The Guardian (UK)
A long picture of Hillary Clinton and Barack Obama dominates the British daily's front page. Alongside it, an opinion piece by Oliver Burkeman starts with the following words:
“A naïve and irresponsible politician prone to distorting the facts, awarded a crucial role in his cabinet yesterday to a deeply flawed has-been who is neither honest nor trustworthy - or so you might have imagined had you relied on the character judgments that each had previously made of the other.”
With a quick reminder of how the pair regarded each other just a short while before, Burkeman asks just why US President-elect Barack Obama would elect Hillary Clinton to the post of US secretary of state and how the two, until recently bitter rivals, might work together. He finishes up by saying that some cynics will see the appointment as a way for Obama to keep control over a rival Clinton power structure, a point picked up in many papers around the world.
Jerusalem Post (Israel)
Joy in Israel: The Jerusalem Post says that leaders and people there are pretty happy with the choices Barack Obama made in constructing his national security team. For them, the men and women appointed represent more continuity rather than change as far as the Middle East is concerned. Hillary Clinton in particular gets the thumbs up, since she is seen as a friend and has shown strong support for Israel in the past.
The National (United Arab Emirates)
Hillary Clinton's appointment has made many in Israel smile; but it's bringing less joy to Palestinians, says this paper. The article quotes an aide to Palestinian President Mahmoud Abbas who acknowledged that at least Clinton is aware of the issues in the region. Yet, the text goes on to give a voice to other analysts, who say that while anyone would be better than Bush, it’s unlikely the new administration will change much. An overall expression of disappointment that Barack Obama's change is unlikely to come to the Middle East.
The article continues with reactions by other political analysts from Saudi Arabia to Syria. Some strike out at outgoing Secretary of State Condoleezza Rice. At least, they argue, Clinton, will have a relatively good knowledge of the conflict, if only thanks to her husband.
The front page headline of the French left-leaning daily reads "Sarkozy called into question." Inside, the first two pages of the papers are devoted to the so-called "Affaire Liberation": referring to the arrest of former director Vittorio de Filippis over a commentary posted on the paper's website two years ago.

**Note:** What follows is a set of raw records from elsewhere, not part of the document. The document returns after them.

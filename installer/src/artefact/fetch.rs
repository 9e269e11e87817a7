//! Streaming archive download with progress and checksum taps.
//!
//! The response body flows through two non-buffering readers chained in
//! series, a [`ProgressTap`] reporting bytes read against the declared
//! length and a [`ChecksumTap`] feeding every byte into an incremental
//! digest, and is written to a temporary staging file. The digest is
//! compared with the server's declared checksum once the body is fully
//! consumed, so a corrupted download is rejected before a single file is
//! extracted.

use super::download::{ArchiveResponse, ArtefactDownloader, DownloadError};
use super::verification::{
    ChecksumAlgorithm, ChecksumOutcome, Checksummer, ExpectedChecksum, VerificationPolicy,
};
use log::{debug, warn};
use std::io::{self, Read, Write};
use std::path::{Path, PathBuf};
use std::time::Duration;
use tempfile::NamedTempFile;

/// Size of the buffer used to move bytes from the network to disk.
const COPY_BUFFER_SIZE: usize = 64 * 1024;

/// Receives download progress after every read.
///
/// Implemented for closures so callers can plug in a progress bar or a
/// counter without a dedicated type.
pub trait ProgressSink {
    /// Report `bytes_read` so far out of the declared `content_length`.
    fn update(&mut self, bytes_read: u64, content_length: Option<u64>);
}

impl<F: FnMut(u64, Option<u64>)> ProgressSink for F {
    fn update(&mut self, bytes_read: u64, content_length: Option<u64>) {
        self(bytes_read, content_length);
    }
}

/// A sink that ignores progress.
#[derive(Debug, Default, Clone, Copy)]
pub struct NoProgress;

impl ProgressSink for NoProgress {
    fn update(&mut self, _bytes_read: u64, _content_length: Option<u64>) {}
}

/// Reader adaptor that counts bytes and reports them to a [`ProgressSink`].
pub struct ProgressTap<'s, R> {
    inner: R,
    bytes_read: u64,
    content_length: Option<u64>,
    sink: &'s mut dyn ProgressSink,
}

impl<'s, R: Read> ProgressTap<'s, R> {
    /// Wrap `inner`, reporting against the declared `content_length`.
    pub fn new(inner: R, content_length: Option<u64>, sink: &'s mut dyn ProgressSink) -> Self {
        Self {
            inner,
            bytes_read: 0,
            content_length,
            sink,
        }
    }

    /// Bytes read through the tap so far.
    #[must_use]
    pub fn bytes_read(&self) -> u64 {
        self.bytes_read
    }
}

impl<R: Read> Read for ProgressTap<'_, R> {
    fn read(&mut self, buf: &mut [u8]) -> io::Result<usize> {
        let read = self.inner.read(buf)?;
        self.bytes_read += read as u64;
        self.sink.update(self.bytes_read, self.content_length);
        Ok(read)
    }
}

/// Reader adaptor that feeds every byte into an incremental digest.
pub struct ChecksumTap<R> {
    inner: R,
    checksummer: Checksummer,
}

impl<R: Read> ChecksumTap<R> {
    /// Wrap `inner`, hashing with `checksummer`.
    pub fn new(inner: R, checksummer: Checksummer) -> Self {
        Self { inner, checksummer }
    }

    /// Return the wrapped reader and the digest state.
    pub fn into_parts(self) -> (R, Checksummer) {
        (self.inner, self.checksummer)
    }
}

impl<R: Read> Read for ChecksumTap<R> {
    fn read(&mut self, buf: &mut [u8]) -> io::Result<usize> {
        let read = self.inner.read(buf)?;
        self.checksummer.update(&buf[..read]);
        Ok(read)
    }
}

/// Errors arising while fetching and staging an archive.
#[derive(Debug, thiserror::Error)]
pub enum FetchError {
    /// The request or the body transfer failed.
    #[error(transparent)]
    Download(#[from] DownloadError),

    /// The computed digest differs from the declared one.
    #[error("{algorithm} did not match for {url}, {actual} != {expected}")]
    ChecksumMismatch {
        /// The archive URL.
        url: String,
        /// The digest algorithm compared.
        algorithm: ChecksumAlgorithm,
        /// The digest declared by the server.
        expected: String,
        /// The digest of the bytes actually received.
        actual: String,
    },

    /// The policy requires a checksum but the server declared none.
    #[error("{url} was served without a checksum header")]
    MissingChecksum {
        /// The archive URL.
        url: String,
    },

    /// The body ended before the declared content length was reached.
    #[error("download of {url} ended after {received} of {expected} bytes")]
    Truncated {
        /// The archive URL.
        url: String,
        /// The declared content length.
        expected: u64,
        /// The bytes actually received.
        received: u64,
    },

    /// The staging file could not be created or written.
    #[error("failed to stage download at {path}")]
    Staging {
        /// The staging file or directory.
        path: PathBuf,
        /// The underlying I/O error.
        #[source]
        source: io::Error,
    },
}

/// Per-call record of one download.
#[derive(Debug, Clone, PartialEq, Eq)]
pub struct DownloadSession {
    content_length: Option<u64>,
    bytes_read: u64,
    outcome: ChecksumOutcome,
}

impl DownloadSession {
    /// The length declared by the server, if any.
    #[must_use]
    pub fn content_length(&self) -> Option<u64> {
        self.content_length
    }

    /// The number of bytes received.
    #[must_use]
    pub fn bytes_read(&self) -> u64 {
        self.bytes_read
    }

    /// Whether, and how, the payload was verified.
    #[must_use]
    pub fn outcome(&self) -> &ChecksumOutcome {
        &self.outcome
    }
}

/// A fully downloaded archive held in a temporary file.
///
/// The file is removed when the value is dropped.
#[derive(Debug)]
pub struct StagedArchive {
    file: NamedTempFile,
    session: DownloadSession,
}

impl StagedArchive {
    /// Path of the staged archive.
    #[must_use]
    pub fn path(&self) -> &Path {
        self.file.path()
    }

    /// The record of the download that produced this archive.
    #[must_use]
    pub fn session(&self) -> &DownloadSession {
        &self.session
    }
}

/// Fetches archives through an [`ArtefactDownloader`] into staging files.
pub struct ArchiveFetcher<'a> {
    downloader: &'a dyn ArtefactDownloader,
    timeout: Duration,
    policy: VerificationPolicy,
}

impl<'a> ArchiveFetcher<'a> {
    /// Create a fetcher applying `timeout` to each download.
    #[must_use]
    pub fn new(
        downloader: &'a dyn ArtefactDownloader,
        timeout: Duration,
        policy: VerificationPolicy,
    ) -> Self {
        Self {
            downloader,
            timeout,
            policy,
        }
    }

    /// Download `url` into a temporary file under `staging_dir` and verify
    /// it.
    ///
    /// # Errors
    ///
    /// Returns [`FetchError`] if the request fails or times out, the
    /// staging file cannot be written, or the payload fails verification.
    pub fn fetch(
        &self,
        url: &str,
        staging_dir: &Path,
        sink: &mut dyn ProgressSink,
    ) -> Result<StagedArchive, FetchError> {
        let response = self.downloader.fetch_archive(url, self.timeout)?;
        stage_archive(
            &StageRequest {
                url,
                timeout: self.timeout,
                policy: self.policy,
                staging_dir,
            },
            response,
            sink,
        )
    }
}

/// Inputs to [`stage_archive`] besides the response itself.
#[derive(Debug, Clone, Copy)]
pub struct StageRequest<'a> {
    /// The archive URL, for error reporting.
    pub url: &'a str,
    /// The deadline the response was requested with, for error reporting.
    pub timeout: Duration,
    /// The verification policy to enforce.
    pub policy: VerificationPolicy,
    /// Directory that receives the temporary file.
    pub staging_dir: &'a Path,
}

/// Stream `response` through the progress and checksum taps into a staging
/// file, then verify it.
///
/// # Errors
///
/// See [`ArchiveFetcher::fetch`].
pub fn stage_archive(
    request: &StageRequest<'_>,
    response: ArchiveResponse,
    sink: &mut dyn ProgressSink,
) -> Result<StagedArchive, FetchError> {
    let url = request.url;
    let (body, content_length, expected) = response.into_parts();

    if expected.is_none() && request.policy.require_checksum() {
        return Err(FetchError::MissingChecksum {
            url: url.to_owned(),
        });
    }

    let mut file =
        NamedTempFile::new_in(request.staging_dir).map_err(|source| FetchError::Staging {
            path: request.staging_dir.to_path_buf(),
            source,
        })?;

    let algorithm = expected
        .as_ref()
        .map_or(ChecksumAlgorithm::Md5, ExpectedChecksum::algorithm);
    let progress = ProgressTap::new(body, content_length, sink);
    let mut tapped = ChecksumTap::new(progress, Checksummer::new(algorithm));

    let mut buffer = vec![0u8; COPY_BUFFER_SIZE];
    loop {
        let read = match tapped.read(&mut buffer) {
            Ok(0) => break,
            Ok(read) => read,
            Err(e) if e.kind() == io::ErrorKind::Interrupted => continue,
            Err(e) => return Err(DownloadError::from_body_error(url, request.timeout, &e).into()),
        };
        file.write_all(&buffer[..read])
            .map_err(|source| FetchError::Staging {
                path: file.path().to_path_buf(),
                source,
            })?;
    }
    file.flush().map_err(|source| FetchError::Staging {
        path: file.path().to_path_buf(),
        source,
    })?;

    let (progress, checksummer) = tapped.into_parts();
    let bytes_read = progress.bytes_read();
    if let Some(declared) = content_length.filter(|&declared| declared > bytes_read) {
        return Err(FetchError::Truncated {
            url: url.to_owned(),
            expected: declared,
            received: bytes_read,
        });
    }

    let outcome = verify(url, expected.as_ref(), checksummer)?;
    debug!("staged {bytes_read} bytes from {url} at {}", file.path().display());

    Ok(StagedArchive {
        file,
        session: DownloadSession {
            content_length,
            bytes_read,
            outcome,
        },
    })
}

fn verify(
    url: &str,
    expected: Option<&ExpectedChecksum>,
    checksummer: Checksummer,
) -> Result<ChecksumOutcome, FetchError> {
    let algorithm = checksummer.algorithm();
    let actual = checksummer.finalize_hex();
    match expected {
        Some(declared) if declared.matches(&actual) => Ok(ChecksumOutcome::Verified {
            algorithm,
            digest: actual,
        }),
        Some(declared) => Err(FetchError::ChecksumMismatch {
            url: url.to_owned(),
            algorithm,
            expected: declared.hex().to_owned(),
            actual,
        }),
        None => {
            warn!("{url} declared no checksum; {algorithm} {actual} is unverified");
            Ok(ChecksumOutcome::Unverified {
                algorithm,
                digest: actual,
            })
        }
    }
}
//! Shared test utilities for the installer crate.
//!
//! Builds in-memory archives and metadata documents so unit and behaviour
//! tests can exercise the install pipeline without a real repository.

use flate2::Compression;
use flate2::write::GzEncoder;
use md5::Md5;
use sha2::{Digest, Sha256};
use std::io::Write;
use tar::{Builder, EntryType, Header};

/// One entry of a test archive.
#[derive(Debug, Clone, Copy)]
pub enum ArchiveEntry<'a> {
    /// A directory entry.
    Dir(&'a str),
    /// A regular file with contents and permission bits.
    File(&'a str, &'a [u8], u32),
    /// A symbolic link pointing at a target.
    Symlink(&'a str, &'a str),
    /// A regular file whose name bytes are written verbatim, bypassing the
    /// path checks of [`tar::Builder`], for building hostile archives.
    RawName(&'a [u8], &'a [u8]),
}

/// Build a gzip-compressed tar archive from `entries`, in order.
///
/// # Panics
///
/// See [`tar_bytes`].
#[must_use]
pub fn tar_gz(entries: &[ArchiveEntry<'_>]) -> Vec<u8> {
    gzip(&tar_bytes(entries))
}

/// Compress `bytes` as a single gzip member.
///
/// # Panics
///
/// Panics if compression fails.
#[must_use]
pub fn gzip(bytes: &[u8]) -> Vec<u8> {
    let mut encoder = GzEncoder::new(Vec::new(), Compression::default());
    encoder.write_all(bytes).expect("compress");
    encoder.finish().expect("finish gzip")
}

/// Build an uncompressed tar stream from `entries`, in order, including
/// the end-of-archive marker.
///
/// # Panics
///
/// Panics if the archive cannot be assembled, or a raw name exceeds the
/// 100-byte ustar limit.
#[must_use]
pub fn tar_bytes(entries: &[ArchiveEntry<'_>]) -> Vec<u8> {
    let mut builder = Builder::new(Vec::new());
    for entry in entries {
        match *entry {
            ArchiveEntry::Dir(path) => {
                let mut header = Header::new_gnu();
                header.set_entry_type(EntryType::Directory);
                header.set_mode(0o755);
                header.set_size(0);
                builder
                    .append_data(&mut header, path, std::io::empty())
                    .expect("append directory");
            }
            ArchiveEntry::File(path, contents, mode) => {
                let mut header = Header::new_gnu();
                header.set_entry_type(EntryType::Regular);
                header.set_mode(mode);
                header.set_size(contents.len() as u64);
                builder
                    .append_data(&mut header, path, contents)
                    .expect("append file");
            }
            ArchiveEntry::Symlink(path, target) => {
                let mut header = Header::new_gnu();
                header.set_entry_type(EntryType::Symlink);
                header.set_mode(0o777);
                header.set_size(0);
                builder
                    .append_link(&mut header, path, target)
                    .expect("append symlink");
            }
            ArchiveEntry::RawName(name, contents) => {
                let mut header = Header::new_old();
                header.as_old_mut().name[..name.len()].copy_from_slice(name);
                header.set_entry_type(EntryType::Regular);
                header.set_mode(0o644);
                header.set_size(contents.len() as u64);
                header.set_cksum();
                builder.append(&header, contents).expect("append raw entry");
            }
        }
    }
    builder.into_inner().expect("finish tar")
}

/// Build a `maven-metadata.xml` document.
#[must_use]
pub fn metadata_xml(group: &str, artifact: &str, latest: &str, release: &str) -> String {
    format!(
        r#"<?xml version="1.0" encoding="UTF-8"?>
<metadata>
  <groupId>{group}</groupId>
  <artifactId>{artifact}</artifactId>
  <versioning>
    <latest>{latest}</latest>
    <release>{release}</release>
    <versions>
      <version>{release}</version>
    </versions>
  </versioning>
</metadata>
"#
    )
}

/// Lowercase hex MD5 of `bytes`.
#[must_use]
pub fn md5_hex(bytes: &[u8]) -> String {
    format!("{:x}", Md5::digest(bytes))
}

/// Lowercase hex SHA-256 of `bytes`.
#[must_use]
pub fn sha256_hex(bytes: &[u8]) -> String {
    format!("{:x}", Sha256::digest(bytes))
}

The paper offers a reminder of the facts, inlcuding how de Filippis was taken in by the police and then strip-searched. French President Nicolas Sarkozy said he understood the uproar sparked by the case, and pledged to look into plans to avoid a repeat of the situation. Yet, for a union of French lawyers, the affair looks like an attempt to intimidate the press.
Moscow Times (Russia)
The crisis in Thailand is not putting off Russian tourists, says this Russian daily. After the 2004 tsunami, Russian continued to sunbathe, nor was anyone put off by the bombings in Abkhazia. The Foreign Ministry in Russia has issued a warning against travelling to Thailand, but Aeroflot, the Russian airline, says very few have cancelled their trips, with many people simply finding ways around the crisis, such as changing airport.
New York Times (USA)
Some beautiful pictures of what hell looked like. The first 700 million years of Earth's 4.5-billion-year existence are known as the Hadean Period or Hell. Until now it was generally accepted that the situation on earth was unlivable, with plenty of steaming hot lava and little or no water or vegetation. This article tells us about new research by scientists in Australia who have examined crystallized rocks that show a not so nasty side to the World's beginnings. On top of the article, a painter's impression of what earth may indeed have looked like, a pretty placid place with both land and oceans.